BEGIN Provided entries

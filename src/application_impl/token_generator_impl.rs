use crate::domain_port::TokenGenerator;

const TOKEN_LEN: usize = 43;

/// URL-safe random credentials from the OS RNG.
#[derive(Debug, Default, Clone, Copy)]
pub struct RandomTokenGenerator;

impl TokenGenerator for RandomTokenGenerator {
    #[inline]
    fn generate(&self) -> String {
        nanoid::nanoid!(TOKEN_LEN)
    }
}

#[cfg(test)]
mod tests {
    use super::*;

    #[test]
    fn generates_distinct_values() {
        let a = RandomTokenGenerator.generate();
        let b = RandomTokenGenerator.generate();
        assert_eq!(a.len(), TOKEN_LEN);
        assert_ne!(a, b);
    }
}
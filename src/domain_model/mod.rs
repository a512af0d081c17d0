mod client;
mod revocable;
mod scope;
mod server;
mod token;

pub use client::*;
pub use revocable::*;
pub use scope::*;
pub use server::*;
pub use token::*;
mod common;

use common::*;
use std::time::Duration;
use tokenrot::domain_model::*;
use tokenrot::domain_port::*;
use tokenrot::infra_memory::*;

#[tokio::test]
async fn revocation_is_monotone() {
    let h = harness(revoke_on_use());
    let mut token = h.issue(None, "read", "rt-1");
    assert!(!token.is_revoked(h.clock.as_ref()));

    let repo = MemoryTokenRepo::new(h.db.clone());
    let manager = MemoryTxManager::new(h.db.clone());
    let mut tx = manager.begin().await.unwrap();
    token.revoke(tx.as_mut(), &repo, h.clock.as_ref()).await.unwrap();
    tx.commit().await.unwrap();

    assert!(token.is_revoked(h.clock.as_ref()));
    for _ in 0..3 {
        h.clock.advance(Duration::from_secs(3600));
        assert!(token.is_revoked(h.clock.as_ref()));
        assert!(h.stored(token.id).is_revoked(h.clock.as_ref()));
    }
}

#[tokio::test]
async fn rolled_back_revocation_is_not_persisted() {
    let h = harness(revoke_on_use());
    let mut token = h.issue(None, "read", "rt-1");

    let repo = MemoryTokenRepo::new(h.db.clone());
    let manager = MemoryTxManager::new(h.db.clone());
    let mut tx = manager.begin().await.unwrap();
    token.revoke(tx.as_mut(), &repo, h.clock.as_ref()).await.unwrap();
    tx.rollback().await.unwrap();

    assert!(h.stored(token.id).revoked_at.is_none());
}

#[tokio::test]
async fn future_revocation_is_not_yet_effective() {
    let h = harness(grace_period(30));
    let mut token = h.issue(None, "read", "rt-1");

    let repo = MemoryTokenRepo::new(h.db.clone());
    let manager = MemoryTxManager::new(h.db.clone());
    let mut tx = manager.begin().await.unwrap();
    token
        .revoke_in(tx.as_mut(), &repo, h.clock.as_ref(), Duration::from_secs(30))
        .await
        .unwrap();
    tx.commit().await.unwrap();

    assert!(!token.is_revoked(h.clock.as_ref()));
    h.clock.advance(Duration::from_secs(29));
    assert!(!token.is_revoked(h.clock.as_ref()));
    h.clock.advance(Duration::from_secs(1));
    assert!(token.is_revoked(h.clock.as_ref()));
}

#[tokio::test]
async fn predecessor_is_revoked_after_grace_and_link_consumed() {
    let h = harness(grace_period(10));
    let predecessor = h.issue(None, "read", "rt-old");
    let mut successor = h.issue(None, "read", "rt-new");
    successor.previous_refresh_token = Some("rt-old".to_string());
    h.db.insert_token(successor.clone());

    let repo = MemoryTokenRepo::new(h.db.clone());
    let manager = MemoryTxManager::new(h.db.clone());
    let mut tx = manager.begin().await.unwrap();
    successor
        .revoke_predecessor_if_configured(tx.as_mut(), &repo, h.clock.as_ref(), &h.context.config)
        .await
        .unwrap();
    tx.commit().await.unwrap();

    assert_eq!(successor.previous_refresh_token, None);
    assert_eq!(h.stored(successor.id).previous_refresh_token, None);
    assert_eq!(
        h.stored(predecessor.id).revoked_at,
        Some(start() + chrono::Duration::seconds(10))
    );
    assert!(h.stored(successor.id).revoked_at.is_none());
}

#[tokio::test]
async fn revoked_predecessor_stays_revoked() {
    let h = harness(grace_period(10));
    let mut predecessor = h.issue(None, "read", "rt-old");
    let mut successor = h.issue(None, "read", "rt-new");
    successor.previous_refresh_token = Some("rt-old".to_string());
    h.db.insert_token(successor.clone());

    let repo = MemoryTokenRepo::new(h.db.clone());
    let manager = MemoryTxManager::new(h.db.clone());
    let mut tx = manager.begin().await.unwrap();
    predecessor.revoke(tx.as_mut(), &repo, h.clock.as_ref()).await.unwrap();
    tx.commit().await.unwrap();
    h.clock.advance(Duration::from_secs(1));
    assert!(h.stored(predecessor.id).is_revoked(h.clock.as_ref()));

    let mut tx = manager.begin().await.unwrap();
    successor
        .revoke_predecessor_if_configured(tx.as_mut(), &repo, h.clock.as_ref(), &h.context.config)
        .await
        .unwrap();
    tx.commit().await.unwrap();

    let stored = h.stored(predecessor.id);
    assert_eq!(stored.revoked_at, Some(start()));
    assert!(stored.is_revoked(h.clock.as_ref()));
    assert_eq!(h.stored(successor.id).previous_refresh_token, None);
}

#[tokio::test]
async fn missing_predecessor_still_consumes_link() {
    let h = harness(grace_period(10));
    let mut successor = h.issue(None, "read", "rt-new");
    successor.previous_refresh_token = Some("rt-pruned".to_string());
    h.db.insert_token(successor.clone());

    let repo = MemoryTokenRepo::new(h.db.clone());
    let manager = MemoryTxManager::new(h.db.clone());
    let mut tx = manager.begin().await.unwrap();
    successor
        .revoke_predecessor_if_configured(tx.as_mut(), &repo, h.clock.as_ref(), &h.context.config)
        .await
        .unwrap();
    tx.commit().await.unwrap();

    assert_eq!(h.stored(successor.id).previous_refresh_token, None);
    assert_eq!(h.db.tokens().len(), 1);
}

#[tokio::test]
async fn immediate_policy_leaves_link_alone() {
    let h = harness(revoke_on_use());
    let predecessor = h.issue(None, "read", "rt-old");
    let mut successor = h.issue(None, "read", "rt-new");
    successor.previous_refresh_token = Some("rt-old".to_string());
    h.db.insert_token(successor.clone());

    let repo = MemoryTokenRepo::new(h.db.clone());
    let manager = MemoryTxManager::new(h.db.clone());
    let mut tx = manager.begin().await.unwrap();
    successor
        .revoke_predecessor_if_configured(tx.as_mut(), &repo, h.clock.as_ref(), &h.context.config)
        .await
        .unwrap();
    tx.commit().await.unwrap();

    assert_eq!(
        h.stored(successor.id).previous_refresh_token.as_deref(),
        Some("rt-old")
    );
    assert!(h.stored(predecessor.id).revoked_at.is_none());
}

END Provided entries

The problem –
Whenever the word "filename" occurs in a line above, copy that line.

Written reply –
filename src/application_impl/token_generator_impl.rs
filename src/domain_model/mod.rs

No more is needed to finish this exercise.